P.S. Below is one of the comments I left if you're curious, only one I actually had saved as a draft (didn't expect him to decide to delete the whole exchange).
"Did you really come here to perpetuate the raider elitism thing? Because hearing that, in addition to whatever else, people are going to look down their noses at me because I ran LFR isn’t exactly selling your case."Now, in retrospect, I could have rephrased those last two sections to be something like...
I don't recall saying anything like "Unless you're 14/14H like me then you're a scrub." Did I do so and forget about it?
And most people won't look down at you for running LFR, they'll approve that you're trying to go *beyond* LFR. Tons of people will be willing to help you get into runs or learn things if you express interest, they WANT to see more people step into raiding. I don't know a single heroic raider who would belittle someone doing Flex despite the fact it is zounds easier than heroic. Why? Because it's still raiding, just at a more forgiving difficulty level.
That isn't to say there aren't some trolls, of course, but there's always a certain percentage of assholes on the internet, unfortunately.
"That was the tourism part to which I referred. But now you are telling me I haven’t actually seen the raids"
Let's say there's a golf course with an average of par 4 and the usual sand traps/ponds/etc.
Heroic Raiding: you have average 4 shots per hole (par for the course) and all the standard rules apply.
Normal Raiding: you can average 6 shots per hole and you get 1 mulligan per hole for shots that go into a hazard or off the course.

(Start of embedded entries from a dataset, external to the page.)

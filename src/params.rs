//! Cave generation parameters and configuration

use std::fs;
use std::path::Path;
use std::str::FromStr;

use serde::{Deserialize, Serialize};

use crate::error::CaveError;

/// Default map width when none is given (one terminal line)
pub const DEFAULT_WIDTH: usize = 80;
/// Default map height when none is given
pub const DEFAULT_HEIGHT: usize = 30;
/// Default number of smoothing passes
pub const DEFAULT_ITERATIONS: usize = 5;
/// Default probability that a cell is seeded as wall
pub const DEFAULT_FILL_RATIO: f64 = 0.45;
/// Width and height must be strictly greater than this
pub const MIN_DIMENSION: usize = 2;

/// Which 8 positions count as a cell's neighborhood
#[derive(Clone, Copy, Debug, PartialEq, Eq, Default, Serialize, Deserialize)]
#[serde(rename_all = "lowercase")]
pub enum NeighborSet {
    /// The full Moore neighborhood
    #[default]
    Moore,
    /// Counts the lower-left neighbor twice and never looks at the lower-right one.
    /// Reproduces maps from older generators bit for bit.
    Legacy,
}

impl NeighborSet {
    pub fn all() -> &'static [Self] {
        &[Self::Moore, Self::Legacy]
    }

    pub fn description(&self) -> &'static str {
        match self {
            Self::Moore => "All 8 surrounding cells",
            Self::Legacy => "Lower-left counted twice, lower-right skipped",
        }
    }

    /// Neighbor offsets `(dx, dy)`: row above, same row, row below.
    pub fn offsets(&self) -> &'static [(i64, i64); 8] {
        match self {
            Self::Moore => &MOORE_OFFSETS,
            Self::Legacy => &LEGACY_OFFSETS,
        }
    }
}

#[rustfmt::skip]
const MOORE_OFFSETS: [(i64, i64); 8] = [
    (-1, -1), (0, -1), (1, -1),
    (-1, 0), (1, 0),
    (-1, 1), (0, 1), (1, 1),
];

#[rustfmt::skip]
const LEGACY_OFFSETS: [(i64, i64); 8] = [
    (-1, -1), (0, -1), (1, -1),
    (-1, 0), (1, 0),
    (-1, 1), (0, 1), (-1, 1),
];

impl std::fmt::Display for NeighborSet {
    fn fmt(&self, f: &mut std::fmt::Formatter<'_>) -> std::fmt::Result {
        match self {
            Self::Moore => write!(f, "moore"),
            Self::Legacy => write!(f, "legacy"),
        }
    }
}

impl FromStr for NeighborSet {
    type Err = String;

    fn from_str(s: &str) -> Result<Self, Self::Err> {
        match s.to_ascii_lowercase().as_str() {
            "moore" => Ok(Self::Moore),
            "legacy" => Ok(Self::Legacy),
            other => Err(format!("unknown neighbor set '{}' (expected moore or legacy)", other)),
        }
    }
}

/// Parameters for one cave generation run.
///
/// Fields missing from a JSON config file fall back to [`CaveParams::default`].
#[derive(Clone, Debug, PartialEq, Serialize, Deserialize)]
#[serde(default)]
pub struct CaveParams {
    /// Map width in cells (must be > 2)
    pub width: usize,
    /// Map height in cells (must be > 2)
    pub height: usize,
    /// Number of smoothing passes (0 = raw random seed)
    pub iterations: usize,
    /// Initial probability that a cell is wall (0.0-1.0)
    pub fill_ratio: f64,
    /// Neighborhood used by the 4-5 rule
    pub neighbors: NeighborSet,
}

impl Default for CaveParams {
    fn default() -> Self {
        Self {
            width: DEFAULT_WIDTH,
            height: DEFAULT_HEIGHT,
            iterations: DEFAULT_ITERATIONS,
            fill_ratio: DEFAULT_FILL_RATIO,
            neighbors: NeighborSet::default(),
        }
    }
}

impl CaveParams {
    /// Default iterations and fill ratio at the given size.
    pub fn new(width: usize, height: usize) -> Self {
        Self {
            width,
            height,
            ..Self::default()
        }
    }

    pub fn with_iterations(mut self, iterations: usize) -> Self {
        self.iterations = iterations;
        self
    }

    pub fn with_fill_ratio(mut self, fill_ratio: f64) -> Self {
        self.fill_ratio = fill_ratio;
        self
    }

    pub fn with_neighbors(mut self, neighbors: NeighborSet) -> Self {
        self.neighbors = neighbors;
        self
    }

    /// Check the generation preconditions.
    pub fn validate(&self) -> Result<(), CaveError> {
        if self.width <= MIN_DIMENSION {
            return Err(CaveError::InvalidWidth(self.width));
        }
        if self.height <= MIN_DIMENSION {
            return Err(CaveError::InvalidHeight(self.height));
        }
        if self.width.checked_mul(self.height).is_none() {
            return Err(CaveError::InvalidSize {
                width: self.width,
                height: self.height,
            });
        }
        // NaN fails the range check too
        if !(0.0..=1.0).contains(&self.fill_ratio) {
            return Err(CaveError::InvalidFillRatio(self.fill_ratio));
        }
        Ok(())
    }

    /// Load parameters from a JSON file. The result is not validated.
    pub fn from_json_file<P: AsRef<Path>>(path: P) -> Result<Self, CaveError> {
        let text = fs::read_to_string(path)?;
        Self::from_json(&text)
    }

    pub fn from_json(text: &str) -> Result<Self, CaveError> {
        Ok(serde_json::from_str(text)?)
    }

    pub fn to_json(&self) -> Result<String, CaveError> {
        Ok(serde_json::to_string_pretty(self)?)
    }
}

Flex Raiding: you can average 9 shots per hole and you get 2 mulligans per hole for shots that go into a hazard or off the course.
LFR: you can average 30 shots per hole with 10 mulligans per hole. Doable only using a putter.
Think of it this way: how many people look down on a person for having a golf handicap? Not many. That's normal and Flex.
How many people would look down on a person for playing a golf course using only a putter? Quite a few. That's LFR.
Think of it this way: how many people would agree that using a handicap in golf means you're not actually playing golf? Basically no one -- all the same basic rules still apply and it's simply a relaxation of the requirements. You're still trying to play the game correctly and doing your best.But especially given the preceding 75%+ of that comment (and previous comments) it's pretty clear what my intent is -- which is that the problem is the rules/environment of LFR. Was never saying everyone who does LFR is terrible or something -- if I thought that then I wouldn't be pointing out how plenty of people are willing to help others get into Flex or above (including myself).
How many people would agree that using only a putter on a golf course and establishing a par of 30 per hole means you're not actually playing golf? Basically everyone -- you're ignoring the essence of the game.
Oh well. Apparently I'm just an elitist jerk.